Hungary’s new model of media regulation is creating a chilling effect and undermining freedom of expression says an international partnership mission comprised of leading press freedom and media development organizations.

The partnership mission to Hungary, which took place from 14th to 16th November, included meetings with lawyers, journalists, editors, professional associations, representatives of civil society, the new media authorities, and the government representative to discuss the situation regarding the enactment and implementation of the new media law, which went into effect on January 1, 2011.

Since then the new law, initiated by the ruling Fidesz party to replace the outdated regulations from 1986, is dealing with international criticism. The new law is broad and uncertain. It faces widespread criticism, especially from European Parliament and OSCE.

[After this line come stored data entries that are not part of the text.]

//! Authoritative, read-mostly record of tenants, plans, and tenant-users.
//! Hot-cached in memory with a short TTL; every admin-plane mutation
//! publishes an invalidation the registry consumes to drop its cache entry.

pub mod repository;

use argon2::password_hash::{rand_core::OsRng, PasswordHash, SaltString};
use argon2::{Argon2, PasswordHasher, PasswordVerifier};
use chrono::{DateTime, Utc};
use dashmap::DashMap;
use serde::{Deserialize, Serialize};
use std::sync::Arc;
use std::time::{Duration, Instant};
use uuid::Uuid;

use bridgecore_core::{CoreError, CredentialVault, PlanId, TenantId, TenantUserId};

pub use repository::{PgTenantRepository, TenantRepository};

#[derive(Debug, Clone, Copy, PartialEq, Eq, Serialize, Deserialize, sqlx::Type)]
#[sqlx(type_name = "text", rename_all = "lowercase")]
#[serde(rename_all = "lowercase")]
pub enum TenantStatus {
  Trial,
  Active,
  Suspended,
  Deleted,
}

impl TenantStatus {
  /// Deleted and suspended tenants never admit requests.
  pub fn admits_requests(self) -> bool {
    matches!(self, TenantStatus::Trial | TenantStatus::Active)
  }
}

#[derive(Debug, Clone, Copy, PartialEq, Eq, Serialize, Deserialize, sqlx::Type)]
#[sqlx(type_name = "text", rename_all = "lowercase")]
#[serde(rename_all = "lowercase")]
pub enum TenantUserRole {
  Admin,
  User,
}

#[derive(Debug, Clone, Serialize, Deserialize)]
pub struct Plan {
  pub id: PlanId,
  pub name: String,
  pub daily_quota: u64,
  pub hourly_quota: u64,
  pub max_tenant_users: u32,
  pub feature_flags: Vec<String>,
}

#[derive(Debug, Clone, Serialize, Deserialize)]
pub struct Tenant {
  pub id: TenantId,
  pub slug: String,
  pub contact_email: String,

  pub upstream_base_url: String,
  pub upstream_database: String,
  pub upstream_username: String,
  pub upstream_password_ciphertext: String,
  pub upstream_version: Option<String>,

  pub plan_id: PlanId,
  pub hourly_limit_override: Option<u64>,
  pub daily_limit_override: Option<u64>,
  pub allowed_operations: Vec<String>,
  pub allowed_models: Vec<String>,
  pub allowed_features: Vec<String>,

  pub status: TenantStatus,
  pub created_at: DateTime<Utc>,
  pub updated_at: DateTime<Utc>,
  pub last_activity: Option<DateTime<Utc>>,
}

impl Tenant {
  pub fn effective_hourly_limit(&self, plan: &Plan) -> u64 {
    self.hourly_limit_override.unwrap_or(plan.hourly_quota)
  }

  pub fn effective_daily_limit(&self, plan: &Plan) -> u64 {
    self.daily_limit_override.unwrap_or(plan.daily_quota)
  }

  /// An empty `allowed_models` set means unrestricted.
  pub fn model_allowed(&self, model: &str) -> bool {
    self.allowed_models.is_empty() || self.allowed_models.iter().any(|m| m == model)
  }
}

#[derive(Debug, Clone, Serialize, Deserialize)]
pub struct TenantUser {
  pub id: TenantUserId,
  pub tenant_id: TenantId,
  pub email: String,
  pub password_hash: String,
  pub role: TenantUserRole,
  pub upstream_user_id: Option<i64>,
  pub active: bool,
}

/// Fully resolved upstream connection details, after the vault has opened
/// the stored password.
pub struct UpstreamConfig {
  pub base_url: String,
  pub database: String,
  pub username: String,
  pub password: String,
  pub version: Option<String>,
}

struct CacheEntry {
  tenant: Tenant,
  inserted_at: Instant,
}

const TENANT_CACHE_TTL: Duration = Duration::from_secs(30);

/// Read-mostly facade over the tenant repository, with a short-TTL,
/// invalidation-driven in-memory cache.
///
/// Concurrency: single-writer (the invalidation handler) / multi-reader,
/// backstopped by the TTL so a missed invalidation self-heals within 30s.
pub struct TenantRegistry {
  repo: Arc<dyn TenantRepository>,
  vault: Arc<dyn CredentialVault>,
  cache: DashMap<TenantId, CacheEntry>,
}

impl TenantRegistry {
  pub fn new(repo: Arc<dyn TenantRepository>, vault: Arc<dyn CredentialVault>) -> Self {
    Self {
      repo,
      vault,
      cache: DashMap::new(),
    }
  }

  pub async fn resolve_by_id(&self, tenant_id: TenantId) -> Result<Tenant, CoreError> {
    if let Some(entry) = self.cache.get(&tenant_id) {
      if entry.inserted_at.elapsed() < TENANT_CACHE_TTL {
        return Ok(entry.tenant.clone());
      }
    }

    let tenant = self
      .repo
      .find_by_id(tenant_id)
      .await?
      .ok_or(CoreError::TenantUnknown)?;

    self.cache.insert(
      tenant_id,
      CacheEntry {
        tenant: tenant.clone(),
        inserted_at: Instant::now(),
      },
    );
    Ok(tenant)
  }

  pub async fn plan_for(&self, tenant: &Tenant) -> Result<Plan, CoreError> {
    self
      .repo
      .find_plan(tenant.plan_id)
      .await?
      .ok_or_else(|| CoreError::Internal(format!("plan {} missing for tenant {}", tenant.plan_id, tenant.id)))
  }

  /// Looks up a tenant user by email (scoped to a slug if one was given,
  /// else globally unique), verifies the password, and returns the user
  /// alongside its tenant.
  pub async fn resolve_user(
    &self,
    email: &str,
    tenant_slug: Option<&str>,
    password: &str,
  ) -> Result<(TenantUser, Tenant), CoreError> {
    let (user, tenant) = self
      .repo
      .find_user_by_email(email, tenant_slug)
      .await?
      .ok_or(CoreError::AuthFailed)?;

    if !user.active {
      return Err(CoreError::UserInactive);
    }

    let parsed_hash = PasswordHash::new(&user.password_hash)
      .map_err(|e| CoreError::Internal(format!("corrupt password hash: {e}")))?;
    Argon2::default()
      .verify_password(password.as_bytes(), &parsed_hash)
      .map_err(|_| CoreError::AuthFailed)?;

    Ok((user, tenant))
  }

  /// Opens the vault-sealed password so the session pool can authenticate
  /// against the tenant's upstream.
  pub fn upstream_config(&self, tenant: &Tenant) -> Result<UpstreamConfig, CoreError> {
    let password = self.vault.open(&tenant.upstream_password_ciphertext)?;
    Ok(UpstreamConfig {
      base_url: tenant.upstream_base_url.clone(),
      database: tenant.upstream_database.clone(),
      username: tenant.upstream_username.clone(),
      password,
      version: tenant.upstream_version.clone(),
    })
  }

  /// Consumed by the admin-plane invalidation channel: every admin
  /// mutation publishes an invalidation event the registry consumes to
  /// drop its cache entry.
  pub fn invalidate(&self, tenant_id: TenantId) {
    self.cache.remove(&tenant_id);
  }

  pub async fn touch_last_activity(&self, tenant_id: TenantId) {
    // Fire-and-forget; a missed touch only affects an observability field.
    if let Err(e) = self.repo.touch_last_activity(tenant_id, Utc::now()).await {
      tracing::warn!(%tenant_id, error = %e, "failed to touch tenant last_activity");
    }
  }
}

pub fn hash_password(password: &str) -> Result<String, CoreError> {
  let salt = SaltString::generate(OsRng);
  Argon2::default()
    .hash_password(password.as_bytes(), &salt)
    .map(|h| h.to_string())
    .map_err(|e| CoreError::Internal(e.to_string()))
}

pub fn new_tenant_id() -> TenantId {
  TenantId(Uuid::new_v4())
}

#[cfg(test)]
mod tests {
  use super::*;

  #[test]
  fn suspended_and_deleted_tenants_never_admit_requests() {
    assert!(TenantStatus::Active.admits_requests());
    assert!(TenantStatus::Trial.admits_requests());
    assert!(!TenantStatus::Suspended.admits_requests());
    assert!(!TenantStatus::Deleted.admits_requests());
  }

  #[test]
  fn empty_allowed_models_means_unrestricted() {
    let tenant = sample_tenant(vec![]);
    assert!(tenant.model_allowed("sale.order"));
  }

  #[test]
  fn non_empty_allowed_models_restricts() {
    let tenant = sample_tenant(vec!["res.partner".to_string()]);
    assert!(tenant.model_allowed("res.partner"));
    assert!(!tenant.model_allowed("sale.order"));
  }

  fn sample_tenant(allowed_models: Vec<String>) -> Tenant {
    Tenant {
      id: TenantId(Uuid::new_v4()),
      slug: "acme".into(),
      contact_email: "ops@acme.test".into(),
      upstream_base_url: "https://acme.example.com".into(),
      upstream_database: "acme".into(),
      upstream_username: "svc".into(),
      upstream_password_ciphertext: "ct".into(),
      upstream_version: None,
      plan_id: PlanId(Uuid::new_v4()),
      hourly_limit_override: None,
      daily_limit_override: None,
      allowed_operations: vec![],
      allowed_models,
      allowed_features: vec![],
      status: TenantStatus::Active,
      created_at: Utc::now(),
      updated_at: Utc::now(),
      last_activity: None,
    }
  }
}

If it is successful, media freedom across Europe will be under threat as there will be a new model of media regulation on the continent.

What’s wrong with it?
The new media law created the National Media and Infocommunications Authority which has statutory powers to fine media organisations up to €727,000, oversees regulation of all media including online news websites, and acts as an extra-judicial investigator, jury and judge on public complaints.

According to Mike Harris, left, the Head of advocacy for Index on Censorship, the new media authority is portrayed as an arm’s length government agency.

Annamaria Szalai, the President of the Media Authority is a known Fidesz supporter and all five members of the Media Council were delegated by exclusively by the Fidesz majority in Parliament. Members of the Media Council serve a nine-year term (over 2 parliamentary cycles) so even in the event of a change of government the media authority will still be dominated by Fidesz delegates.

Co-regulation is neither statutory regulation nor self-regulation. Those bound by the Media Authority include the Hungarian Association of Internet Content Providers, all TV stations and major newspapers.

All volunteered to enter co-regulation which allows the Media Council to rule on received complaints. Yet, there was little choice. For organisations that remain outside the code, the Media Authority can levy fines of up to €727,000 for breaches of the new national media law.

Inside co-regulation, fines cannot be levied, but the grounds for censor journalists are exactly the same as the national media law — and both are broad and uncertain. Hungary has forced the press to internalise a code that is far stricter than in other European countries.

Law outsources media censorship to the owners
One of the strongest provisions is that media owners should be “fit and proper”. In Hungary under Articles 185 – 189 of the new law, media owners who have previously been the subject of complaints upheld by the Media Council cannot bid for further licenses.

Whilst it’s fashionable to suggest such provisions in the UK after phone-hacking, the result in Hungary is chilling. Journalists told the mission that media owners are keen to avoid any possible transgressions of the law and their contracts of employment are being edited to include reference to the new law.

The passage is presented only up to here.